Metadata-Version: 2.2
Name: pesto-pitch
Version: 2.0.0
Summary: Efficient pitch estimation with self-supervised learning
Author-email: Alain Riou <alain.riou@sony.com>
Project-URL: source, https://github.com/SonyCSLParis/pesto
Classifier: Development Status :: 4 - Beta
Classifier: Intended Audience :: Developers
Classifier: License :: OSI Approved :: GNU Lesser General Public License v3 (LGPLv3)
Classifier: Programming Language :: Python :: 3.8
Classifier: Programming Language :: Python :: 3.9
Classifier: Programming Language :: Python :: 3.10
Classifier: Programming Language :: Python :: 3.11
Requires-Python: >=3.8
Description-Content-Type: text/markdown
License-File: LICENSE.md
Requires-Dist: numpy>=1.21.5
Requires-Dist: omegaconf>=2.3.0
Requires-Dist: scipy>=1.8.1
Requires-Dist: tqdm>=4.66.1
Requires-Dist: torch>=2.0.1
Requires-Dist: torchaudio>=2.0.2
Provides-Extra: matplotlib
Requires-Dist: matplotlib; extra == "matplotlib"
Provides-Extra: test
Requires-Dist: pytest; extra == "test"

# PESTO: Pitch Estimation with Self-supervised Transposition-equivariant Objective
 
**tl;dr**: Fast and powerful pitch estimator based on machine learning

This code is the implementation of the [PESTO paper](https://arxiv.org/abs/2309.02265),
that received the Best Paper Award at [ISMIR 2023](https://ismir2023.ismir.net/).

**Disclaimer:** This repository contains minimal code and should be used for inference only.
If you want full implementation details or want to use PESTO for research purposes, take a look at [this repository](https://github.com/SonyCSLParis/pesto-full).

## Installation

```shell
pip install pesto-pitch
```
That's it!

### Dependencies

This repository is implemented in [PyTorch](https://pytorch.org/) and has the following additional dependencies:
- `numpy` for basic I/O  operations
- [torchaudio](https://pytorch.org/audio/stable/) for audio loading
- `matplotlib` for exporting pitch predictions as images (optional)

**Warning:** If installing in a clean environment, it may be safer to first install PyTorch [the recommended way](https://pytorch.org/get-started/locally/) before PESTO.

## Usage

### Command-line interface

This package includes a CLI as well as pretrained models.
To use it, type in a terminal:
```shell
pesto my_file.wav
```
or
```shell
python -m pesto my_file.wav
```

#### Output formats

The output format can be specified with option `-e`/`--export_format`.
By default, the predicted pitch is saved in a `.csv` file that looks like this:
```
time,frequency,confidence
0.00,185.616,0.907112
0.01,186.764,0.844488
0.02,188.356,0.798015
0.03,190.610,0.746729
0.04,192.952,0.771268
0.05,195.191,0.859440
0.06,196.541,0.864447
0.07,197.809,0.827441
0.08,199.678,0.775208
...
```
This structure is voluntarily the same as in [CREPE](https://github.com/marl/crepe) repo for easy comparison between both methods.

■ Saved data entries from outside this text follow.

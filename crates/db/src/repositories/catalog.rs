use std::str::FromStr;

use chrono::{DateTime, Utc};
use rust_decimal::Decimal;
use sqlx::{sqlite::SqliteRow, Row};

use procura_core::domain::catalog::{CatalogItem, ItemId};
use procura_core::domain::conversation::UserId;

use super::{CatalogRepository, RepositoryError};
use crate::DbPool;

pub struct SqlCatalogRepository {
    pool: DbPool,
}

impl SqlCatalogRepository {
    pub fn new(pool: DbPool) -> Self {
        Self { pool }
    }
}

#[async_trait::async_trait]
impl CatalogRepository for SqlCatalogRepository {
    async fn search(
        &self,
        keyword: Option<&str>,
        limit: u32,
    ) -> Result<Vec<CatalogItem>, RepositoryError> {
        let limit = i64::from(limit.max(1));
        let rows = match keyword.map(str::trim).filter(|keyword| !keyword.is_empty()) {
            Some(keyword) => {
                let pattern = format!("%{}%", escape_like(keyword));
                sqlx::query(
                    "SELECT id, name, category, description, estimated_price, created_by, created_at
                     FROM catalog_item
                     WHERE name LIKE ? ESCAPE '\\'
                        OR category LIKE ? ESCAPE '\\'
                        OR description LIKE ? ESCAPE '\\'
                     ORDER BY name ASC
                     LIMIT ?",
                )
                .bind(&pattern)
                .bind(&pattern)
                .bind(&pattern)
                .bind(limit)
                .fetch_all(&self.pool)
                .await?
            }
            None => {
                sqlx::query(
                    "SELECT id, name, category, description, estimated_price, created_by, created_at
                     FROM catalog_item
                     ORDER BY name ASC
                     LIMIT ?",
                )
                .bind(limit)
                .fetch_all(&self.pool)
                .await?
            }
        };

        rows.into_iter().map(item_from_row).collect()
    }

    async fn insert(&self, item: CatalogItem) -> Result<(), RepositoryError> {
        sqlx::query(
            "INSERT INTO catalog_item
                (id, name, category, description, estimated_price, created_by, created_at)
             VALUES (?, ?, ?, ?, ?, ?, ?)",
        )
        .bind(&item.id.0)
        .bind(&item.name)
        .bind(&item.category)
        .bind(&item.description)
        .bind(item.estimated_price.to_string())
        .bind(item.created_by.as_ref().map(|user| user.0.as_str()))
        .bind(item.created_at)
        .execute(&self.pool)
        .await?;

        Ok(())
    }

    async fn find_by_id(&self, id: &ItemId) -> Result<Option<CatalogItem>, RepositoryError> {
        let row = sqlx::query(
            "SELECT id, name, category, description, estimated_price, created_by, created_at
             FROM catalog_item
             WHERE id = ?",
        )
        .bind(&id.0)
        .fetch_optional(&self.pool)
        .await?;

        row.map(item_from_row).transpose()
    }

    async fn find_by_name(&self, name: &str) -> Result<Option<CatalogItem>, RepositoryError> {
        let row = sqlx::query(
            "SELECT id, name, category, description, estimated_price, created_by, created_at
             FROM catalog_item
             WHERE LOWER(name) = LOWER(?)
             LIMIT 1",
        )
        .bind(name.trim())
        .fetch_optional(&self.pool)
        .await?;

        row.map(item_from_row).transpose()
    }
}

fn escape_like(keyword: &str) -> String {
    keyword.replace('\\', "\\\\").replace('%', "\\%").replace('_', "\\_")
}

pub(crate) fn parse_price(raw: &str) -> Result<Decimal, RepositoryError> {
    Decimal::from_str(raw)
        .map_err(|error| RepositoryError::Decode(format!("bad price `{raw}`: {error}")))
}

fn item_from_row(row: SqliteRow) -> Result<CatalogItem, RepositoryError> {
    let price_raw: String = row.try_get("estimated_price")?;

    Ok(CatalogItem {
        id: ItemId(row.try_get("id")?),
        name: row.try_get("name")?,
        category: row.try_get("category")?,
        description: row.try_get("description")?,
        estimated_price: parse_price(&price_raw)?,
        created_by: row.try_get::<Option<String>, _>("created_by")?.map(UserId),
        created_at: row.try_get::<DateTime<Utc>, _>("created_at")?,
    })
}

#[cfg(test)]
mod tests {
    use chrono::Utc;
    use rust_decimal::Decimal;

    use procura_core::domain::catalog::{CatalogItem, ItemId};

    use super::SqlCatalogRepository;
    use crate::migrations::run_pending;
    use crate::repositories::CatalogRepository;
    use crate::connect_with_settings;

    async fn repo() -> SqlCatalogRepository {
        let pool = connect_with_settings("sqlite::memory:", 1, 30).await.expect("connect");
        run_pending(&pool).await.expect("migrate");
        SqlCatalogRepository::new(pool)
    }

    fn item(id: &str, name: &str, category: &str) -> CatalogItem {
        CatalogItem {
            id: ItemId(id.to_string()),
            name: name.to_string(),
            category: category.to_string(),
            description: format!("{name} for the office"),
            estimated_price: Decimal::new(450, 2),
            created_by: None,
            created_at: Utc::now(),
        }
    }

    #[tokio::test]
    async fn search_matches_name_category_and_description() {
        let repo = repo().await;
        repo.insert(item("i-1", "Ballpoint pen", "stationery")).await.expect("insert");
        repo.insert(item("i-2", "Desk lamp", "lighting")).await.expect("insert");

        let by_name = repo.search(Some("pen"), 10).await.expect("search");
        assert_eq!(by_name.len(), 1);
        assert_eq!(by_name[0].id.0, "i-1");

        let by_category = repo.search(Some("lighting"), 10).await.expect("search");
        assert_eq!(by_category.len(), 1);

        let all = repo.search(None, 10).await.expect("search");
        assert_eq!(all.len(), 2);
    }

    #[tokio::test]
    async fn no_results_is_an_empty_list_not_an_error() {
        let repo = repo().await;
        let results = repo.search(Some("unobtainium"), 10).await.expect("search");
        assert!(results.is_empty());
    }

    #[tokio::test]
    async fn like_wildcards_in_keywords_are_literal() {
        let repo = repo().await;
        repo.insert(item("i-1", "Ballpoint pen", "stationery")).await.expect("insert");

        let results = repo.search(Some("%"), 10).await.expect("search");
        assert!(results.is_empty(), "a literal percent should not match everything");
    }

    #[tokio::test]
    async fn duplicate_lookup_is_case_insensitive() {
        let repo = repo().await;
        repo.insert(item("i-1", "Ballpoint Pen", "stationery")).await.expect("insert");

        let found = repo.find_by_name("ballpoint pen").await.expect("find");
        assert!(found.is_some());
        let missing = repo.find_by_name("fountain pen").await.expect("find");
        assert!(missing.is_none());
    }

    #[tokio::test]
    async fn price_round_trips_through_text_storage() {
        let repo = repo().await;
        let mut wanted = item("i-1", "Ballpoint pen", "stationery");
        wanted.estimated_price = Decimal::new(123456, 2);
        repo.insert(wanted.clone()).await.expect("insert");

        let found = repo.find_by_id(&wanted.id).await.expect("find").expect("exists");
        assert_eq!(found.estimated_price, Decimal::new(123456, 2));
    }
}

Alternatively, one can save timesteps, pitch, confidence and activation outputs as a `.npz` file.

Finally, you can also visualize the pitch predictions by exporting them as a `png` file (you need `matplotlib` to be installed for PNG export). Here is an example:

![example f0](https://github.com/SonyCSLParis/pesto/assets/36546630/5aa18c23-0154-4d2d-8021-2c23277b27a3)

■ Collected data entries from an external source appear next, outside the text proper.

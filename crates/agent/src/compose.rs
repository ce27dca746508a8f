use std::sync::Arc;

use procura_core::domain::conversation::{Conversation, ConversationId, Message};
use procura_core::domain::tool::ToolCall;
use procura_db::repositories::{ConversationStore, RepositoryError};

use crate::executor::ToolReply;

/// Builds the outgoing agent message and appends it to the conversation
/// log. All agent-authored messages go through here so the proposal
/// carried by the latest agent message stays the single source of
/// pending-action truth.
pub struct ResponseComposer {
    store: Arc<dyn ConversationStore>,
}

impl ResponseComposer {
    pub fn new(store: Arc<dyn ConversationStore>) -> Self {
        Self { store }
    }

    pub async fn reply(
        &self,
        id: &ConversationId,
        text: impl Into<String>,
    ) -> Result<Conversation, RepositoryError> {
        self.store.append_message(id, Message::agent(text)).await
    }

    /// Appends the description-for-confirmation with the proposed call
    /// attached, arming the confirmation gate for the next user turn.
    pub async fn propose(
        &self,
        id: &ConversationId,
        call: ToolCall,
    ) -> Result<Conversation, RepositoryError> {
        let prompt = call.confirmation_prompt();
        self.store.append_message(id, Message::agent(prompt).with_proposed_call(call)).await
    }

    pub async fn tool_reply(
        &self,
        id: &ConversationId,
        reply: ToolReply,
    ) -> Result<Conversation, RepositoryError> {
        let mut message = Message::agent(reply.text);
        if let Some(attachment) = reply.attachment {
            message = message.with_attachment(attachment);
        }
        self.store.append_message(id, message).await
    }
}

#[cfg(test)]
mod tests {
    use std::sync::Arc;

    use procura_core::domain::tool::ToolCall;
    use procura_db::repositories::{ConversationStore, InMemoryConversationStore};

    use super::ResponseComposer;

    #[tokio::test]
    async fn proposal_is_carried_by_the_latest_agent_message() {
        let store = Arc::new(InMemoryConversationStore::default());
        let composer = ResponseComposer::new(store.clone());
        let conversation = store.create(None).await.expect("create");

        let call = ToolCall::Checkout { notes: None };
        let updated =
            composer.propose(&conversation.id, call.clone()).await.expect("propose");

        let latest = updated.last_agent_message().expect("agent message");
        assert_eq!(latest.proposed_call.as_ref(), Some(&call));
        assert!(latest.content.contains("Shall I go ahead?"));
    }

    #[tokio::test]
    async fn plain_reply_carries_no_proposal() {
        let store = Arc::new(InMemoryConversationStore::default());
        let composer = ResponseComposer::new(store.clone());
        let conversation = store.create(None).await.expect("create");

        let updated =
            composer.reply(&conversation.id, "Happy to help.").await.expect("reply");

        let latest = updated.last_agent_message().expect("agent message");
        assert!(latest.proposed_call.is_none());
        assert!(latest.attachment.is_none());
    }
}
pub mod config;
pub mod domain;
pub mod errors;

pub use chrono;

pub use domain::cart::{CartLine, CartSnapshot};
pub use domain::catalog::{CatalogItem, ItemId};
pub use domain::conversation::{
    Conversation, ConversationId, ConversationStatus, ConversationSummary, Message,
    MessageAttachment, MessageRole, UserId,
};
pub use domain::purchase::{PurchaseRequestId, PurchaseRequestSnapshot, PurchaseRequestStatus};
pub use domain::tool::ToolCall;
pub use errors::{ChatError, ToolError};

Multiple formats can be specified after the `-e` option.

#### Batch processing

Any number of audio files can be passed in the command for convenient batch processing.
For example, to estimate the pitch of a whole folder of MP3 files, just type:
```shell
pesto my_folder/*.mp3
```

#### Audio format

Internally, this repository uses [torchaudio](https://pytorch.org/audio/stable/backend.html) for loading audio files.
Most audio formats should be supported; refer to torchaudio's documentation for more information. 
Additionally, audio files can have any sampling rate; no resampling is required.

#### Pitch prediction from the output probability distribution

By default, the model returns a probability distribution over all pitch bins.
To convert it to a proper pitch, by default, we use Argmax-Local Weighted Averaging as in CREPE:
![image](https://github.com/SonyCSLParis/pesto/assets/36546630/3138c33f-672a-477f-95a9-acaacf4418ab)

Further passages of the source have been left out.